OP, if you are planning on cutting down trees, lowering your garden AND paving it, where will all the rain water that is currently soaked up by your garden go?
Paving a previously unpaved area is very environmentally unfriendly and adds massively to water run-off. That's why there are now strict rules about paving front gardens to create parking spaces. It was causing roads to flood, because the storm drains couldn't cope with the increased amount of water run-off.
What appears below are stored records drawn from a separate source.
//! # System Constants
//!
//! Fixed transport properties and message type names shared by the codec,
//! the reference transports and the dispatcher.

use std::time::Duration;

/// Reserved message type names used by the transport itself
pub mod message_types {
    /// Prefix reserved for transport-generated messages. Task type tags may not use it.
    pub const SYSTEM_PREFIX: &str = "tasker/";

    /// Delivered to an endpoint when its peer ends the conversation
    pub const END_DIALOG: &str = "tasker/end_dialog";

    /// Delivered to an endpoint when the conversation fails (e.g. lifetime expired)
    pub const ERROR: &str = "tasker/error";
}

/// Transport limits and timings
pub mod transport {
    use super::Duration;

    /// Time a receiver-closed endpoint lingers before the transport reclaims it
    /// when its peer never answers the close. Owned by the transport.
    pub const RECLAIM_GRACE_PERIOD: Duration = Duration::from_secs(30 * 60);

    /// Maximum message body accepted by `send`
    pub const MAX_MESSAGE_BODY_BYTES: usize = 256 * 1024;

    /// Maximum length of a task type tag / message type name
    pub const MAX_TYPE_TAG_LENGTH: usize = 128;

    /// Error code carried by the error message sent on lifetime expiry
    pub const LIFETIME_EXPIRED_ERROR_CODE: i32 = -8489;

    /// Minimum spacing between expiry/reclaim passes of the database transport
    pub const REAP_INTERVAL: Duration = Duration::from_secs(1);

    /// Endpoints expired per reap pass
    pub const REAP_BATCH_SIZE: i64 = 500;
}

/// Defaults applied when configuration omits a value
pub mod defaults {
    pub const SESSION_LIFETIME_SECONDS: u64 = 60;
    pub const MAX_CONCURRENT_WORKERS: usize = 4;
    pub const RECEIVE_WAIT_MS: u64 = 5_000;
    pub const ERROR_BACKOFF_MS: u64 = 1_000;
    pub const POLL_INTERVAL_MS: u64 = 250;
    pub const MAX_CONNECTIONS: u32 = 10;
    pub const SWEEP_BATCH_SIZE: usize = 100;
    pub const CONFIG_PATH: &str = "config/tasker-queue.toml";
}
You also need to bear in mind that trees take up a lot of water, whihc will have to go somewhere else if you chop that tree down. Someone near where my friend lived cut down some trees at the bottom of their garden and, after heavy rainfall, many of the back gardens of the houses in the street that ran along the back were flooded, some so badly that the water got into the houses. The insurance claim went well into six figures. Admittedly, they were 6 mature trees and the gardens behind were 6' or so lower than the garden where the trees were, so it was a much bigger job than you're proposing, but you need to be sure that you've taken full account of the impact of the work you're proposing.
And when you say the trees are in your garden, this is only the case if the whole of the trunk is on your side of the boundary. Are you sure that the post you're talking about was originally a fence post, and not up for a washing line or some other purpose? Plus you can't really judge where the boundary is from one post, as sometimes gardens are wider at one end than at the other, so the boundary line isn't perpendicular to the gardens.
This sounds like a significant piece of work and, given that your neighbour appears to be unhappy about it, I would at least get a proper survey done by a landscape architect before proceeding, check out exactly where your boundary lies and who is responsible for which boundary.
I think this sounds like a significant project and you don't seem to have thought through all the implications of what you're proposing. When my BIL terraced his sloping garden and laid a large terrace at the top, plus felled 2 trees because of disease, he had to put in some serious flood mitigation measures, including digging a soakaway.